- _Source material_:
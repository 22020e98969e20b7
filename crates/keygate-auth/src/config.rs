//! Filter configuration.
//!
//! All knobs of the authentication filter live here: the enable toggle, the
//! expected issuer and audience, the JWKS endpoint and cache behavior, the
//! exempt-path set, the admin allow-list and the clock-skew leeway.
//!
//! # Example (TOML)
//!
//! ```toml
//! [auth]
//! enabled = true
//! issuer = "https://idp.example.com/oauth2/default"
//! audience = "api://keygate"
//! jwks_url = "https://idp.example.com/oauth2/default/v1/keys"
//! jwks_ttl = "10m"
//!
//! [auth.exempt]
//! paths = ["/health", "/login"]
//! prefixes = ["/static/"]
//!
//! [auth.admin]
//! subjects = ["00u1qxtc5yC3HcIe90h8"]
//! emails = ["ops@example.com"]
//! ```

use std::time::Duration;

use serde::{Deserialize, Serialize};
use url::Url;

use crate::keyset::KeySetConfig;

/// Errors produced by configuration validation.
#[derive(Debug, thiserror::Error)]
pub enum ConfigError {
    /// A required field is missing or empty.
    #[error("missing configuration: {0}")]
    Missing(&'static str),

    /// A field is present but invalid.
    #[error("invalid configuration for {field}: {message}")]
    Invalid {
        /// The offending field.
        field: &'static str,
        /// Description of the problem.
        message: String,
    },
}

/// Configuration for the token authentication filter.
#[derive(Debug, Clone, Deserialize, Serialize)]
#[serde(default)]
pub struct AuthFilterConfig {
    /// Enable/disable the filter entirely.
    /// When disabled, all requests pass through unauthenticated.
    pub enabled: bool,

    /// Expected token issuer (`iss` claim).
    pub issuer: String,

    /// Expected token audience (`aud` claim).
    pub audience: String,

    /// The issuer's published JWKS endpoint.
    pub jwks_url: String,

    /// How long a fetched key set stays fresh.
    #[serde(with = "humantime_serde")]
    pub jwks_ttl: Duration,

    /// Timeout for the JWKS fetch, after which the request fails closed.
    #[serde(with = "humantime_serde")]
    pub jwks_fetch_timeout: Duration,

    /// Allow an HTTP (non-HTTPS) JWKS endpoint. Testing only.
    pub allow_insecure_jwks: bool,

    /// Clock-skew tolerance for time-based claims.
    #[serde(with = "humantime_serde")]
    pub clock_skew_leeway: Duration,

    /// Endpoints that bypass authentication entirely.
    pub exempt: ExemptPaths,

    /// Static allow-list for administrative privilege elevation.
    pub admin: AdminAllowList,

    /// Name of an optional legacy identity header to cross-check against
    /// the token's email claim. `None` disables the check. The header is
    /// never trusted on its own.
    pub identity_hint_header: Option<String>,
}

impl Default for AuthFilterConfig {
    fn default() -> Self {
        Self {
            enabled: true,
            issuer: String::new(),
            audience: String::new(),
            jwks_url: String::new(),
            jwks_ttl: Duration::from_secs(600),          // 10 minutes
            jwks_fetch_timeout: Duration::from_secs(10), // 10 seconds
            allow_insecure_jwks: false,
            clock_skew_leeway: Duration::from_secs(60), // 1 minute
            exempt: ExemptPaths::default(),
            admin: AdminAllowList::default(),
            identity_hint_header: None,
        }
    }
}

impl AuthFilterConfig {
    /// Validates the configuration.
    ///
    /// A disabled filter needs no further configuration; an enabled one must
    /// name an issuer, an audience and a parseable JWKS endpoint.
    ///
    /// # Errors
    ///
    /// Returns a [`ConfigError`] describing the first problem found.
    pub fn validate(&self) -> Result<(), ConfigError> {
        if !self.enabled {
            return Ok(());
        }

        if self.issuer.trim().is_empty() {
            return Err(ConfigError::Missing("issuer"));
        }
        if self.audience.trim().is_empty() {
            return Err(ConfigError::Missing("audience"));
        }
        if self.jwks_url.trim().is_empty() {
            return Err(ConfigError::Missing("jwks_url"));
        }
        Url::parse(&self.jwks_url).map_err(|e| ConfigError::Invalid {
            field: "jwks_url",
            message: e.to_string(),
        })?;

        if let Some(header) = &self.identity_hint_header
            && header.trim().is_empty()
        {
            return Err(ConfigError::Invalid {
                field: "identity_hint_header",
                message: "header name must not be empty".to_string(),
            });
        }

        Ok(())
    }

    /// The parsed JWKS endpoint URL.
    ///
    /// # Errors
    ///
    /// Returns a [`ConfigError`] if the URL does not parse.
    pub fn jwks_endpoint(&self) -> Result<Url, ConfigError> {
        Url::parse(&self.jwks_url).map_err(|e| ConfigError::Invalid {
            field: "jwks_url",
            message: e.to_string(),
        })
    }

    /// Key-set cache settings derived from this configuration.
    #[must_use]
    pub fn keyset_config(&self) -> KeySetConfig {
        KeySetConfig::new()
            .with_ttl(self.jwks_ttl)
            .with_request_timeout(self.jwks_fetch_timeout)
            .with_allow_http(self.allow_insecure_jwks)
    }
}

/// Endpoint patterns that skip authentication.
///
/// Matching is evaluated before anything else in the filter, independent of
/// HTTP method: first exact paths, then prefixes.
#[derive(Debug, Clone, Deserialize, Serialize)]
#[serde(default)]
pub struct ExemptPaths {
    /// Exact path matches (e.g. `/health`).
    pub paths: Vec<String>,

    /// Path prefix matches (e.g. `/static/`).
    pub prefixes: Vec<String>,
}

impl Default for ExemptPaths {
    fn default() -> Self {
        Self {
            paths: vec!["/health".to_string(), "/healthz".to_string()],
            prefixes: Vec::new(),
        }
    }
}

impl ExemptPaths {
    /// An empty set: nothing bypasses authentication.
    #[must_use]
    pub fn none() -> Self {
        Self {
            paths: Vec::new(),
            prefixes: Vec::new(),
        }
    }

    /// Returns `true` if requests to `path` bypass authentication.
    #[must_use]
    pub fn is_exempt(&self, path: &str) -> bool {
        if self.paths.iter().any(|p| p == path) {
            return true;
        }
        self.prefixes.iter().any(|prefix| path.starts_with(prefix))
    }
}

/// Static allow-list for administrative privilege elevation.
///
/// Privilege is granted only on an exact match of the *verified* subject or
/// email claim — never on anything supplied in request headers.
#[derive(Debug, Clone, Default, Deserialize, Serialize)]
#[serde(default)]
pub struct AdminAllowList {
    /// Allow-listed subject identifiers (byte-exact match).
    pub subjects: Vec<String>,

    /// Allow-listed email addresses (ASCII case-insensitive match).
    pub emails: Vec<String>,
}

impl AdminAllowList {
    /// Returns `true` if the verified subject or email is allow-listed.
    #[must_use]
    pub fn matches(&self, subject: &str, email: Option<&str>) -> bool {
        if self.subjects.iter().any(|s| s == subject) {
            return true;
        }
        match email {
            Some(email) => self
                .emails
                .iter()
                .any(|allowed| allowed.eq_ignore_ascii_case(email)),
            None => false,
        }
    }

    /// Returns `true` if the allow-list grants nobody anything.
    #[must_use]
    pub fn is_empty(&self) -> bool {
        self.subjects.is_empty() && self.emails.is_empty()
    }
}

#[cfg(test)]
mod tests {
    use super::*;

    fn valid_config() -> AuthFilterConfig {
        AuthFilterConfig {
            issuer: "https://idp.example.com/oauth2/default".to_string(),
            audience: "api://keygate".to_string(),
            jwks_url: "https://idp.example.com/oauth2/default/v1/keys".to_string(),
            ..AuthFilterConfig::default()
        }
    }

    #[test]
    fn test_defaults() {
        let config = AuthFilterConfig::default();
        assert!(config.enabled);
        assert_eq!(config.jwks_ttl, Duration::from_secs(600));
        assert_eq!(config.jwks_fetch_timeout, Duration::from_secs(10));
        assert_eq!(config.clock_skew_leeway, Duration::from_secs(60));
        assert!(!config.allow_insecure_jwks);
        assert!(config.identity_hint_header.is_none());
        assert!(config.exempt.is_exempt("/health"));
    }

    #[test]
    fn test_validate() {
        assert!(valid_config().validate().is_ok());

        let mut config = valid_config();
        config.issuer = String::new();
        assert!(matches!(config.validate(), Err(ConfigError::Missing("issuer"))));

        let mut config = valid_config();
        config.audience = "  ".to_string();
        assert!(matches!(
            config.validate(),
            Err(ConfigError::Missing("audience"))
        ));

        let mut config = valid_config();
        config.jwks_url = "not a url".to_string();
        assert!(matches!(
            config.validate(),
            Err(ConfigError::Invalid {
                field: "jwks_url",
                ..
            })
        ));

        let mut config = valid_config();
        config.identity_hint_header = Some(String::new());
        assert!(config.validate().is_err());

        // A disabled filter needs nothing else.
        let config = AuthFilterConfig {
            enabled: false,
            ..AuthFilterConfig::default()
        };
        assert!(config.validate().is_ok());
    }

    #[test]
    fn test_deserialize_from_toml_shape() {
        let json = serde_json::json!({
            "issuer": "https://idp.example.com",
            "audience": "api://keygate",
            "jwks_url": "https://idp.example.com/v1/keys",
            "jwks_ttl": "5m",
            "clock_skew_leeway": "30s",
            "exempt": { "paths": ["/login"], "prefixes": ["/assets/"] },
            "admin": { "subjects": ["sub-1"] }
        });

        let config: AuthFilterConfig = serde_json::from_value(json).unwrap();
        assert_eq!(config.jwks_ttl, Duration::from_secs(300));
        assert_eq!(config.clock_skew_leeway, Duration::from_secs(30));
        assert!(config.exempt.is_exempt("/login"));
        assert!(config.exempt.is_exempt("/assets/app.css"));
        assert!(config.admin.matches("sub-1", None));
        // Unset sections keep their defaults.
        assert!(config.enabled);
        assert_eq!(config.jwks_fetch_timeout, Duration::from_secs(10));
    }

    #[test]
    fn test_exempt_matching() {
        let exempt = ExemptPaths {
            paths: vec!["/health".to_string(), "/login".to_string()],
            prefixes: vec!["/static/".to_string()],
        };

        assert!(exempt.is_exempt("/health"));
        assert!(exempt.is_exempt("/login"));
        assert!(exempt.is_exempt("/static/css/site.css"));
        assert!(!exempt.is_exempt("/healthcheck"));
        assert!(!exempt.is_exempt("/api/users"));
        assert!(!exempt.is_exempt("/statics"));

        assert!(!ExemptPaths::none().is_exempt("/health"));
    }

    #[test]
    fn test_admin_allowlist() {
        let admin = AdminAllowList {
            subjects: vec!["sub-1".to_string()],
            emails: vec!["Ops@Example.com".to_string()],
        };

        assert!(admin.matches("sub-1", None));
        assert!(!admin.matches("sub-2", None));
        assert!(admin.matches("sub-2", Some("ops@example.com")));
        assert!(!admin.matches("sub-2", Some("dev@example.com")));
        // Subject matching is exact, not case-folded.
        assert!(!admin.matches("SUB-1", None));

        assert!(AdminAllowList::default().is_empty());
        assert!(!admin.is_empty());
    }

    #[test]
    fn test_keyset_config_mapping() {
        let mut config = valid_config();
        config.jwks_ttl = Duration::from_secs(120);
        config.jwks_fetch_timeout = Duration::from_secs(2);
        config.allow_insecure_jwks = true;

        let keyset = config.keyset_config();
        assert_eq!(keyset.ttl, Duration::from_secs(120));
        assert_eq!(keyset.request_timeout, Duration::from_secs(2));
        assert!(keyset.allow_http);
    }
}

- _Requirement_: Copy out each line in the listing that has the word "field".

- _Output_:
    /// A required field is missing or empty.
    /// A field is present but invalid.
    #[error("invalid configuration for {field}: {message}")]
        /// The offending field.
        field: &'static str,
            field: "jwks_url",
                field: "identity_hint_header",
            field: "jwks_url",
                field: "jwks_url",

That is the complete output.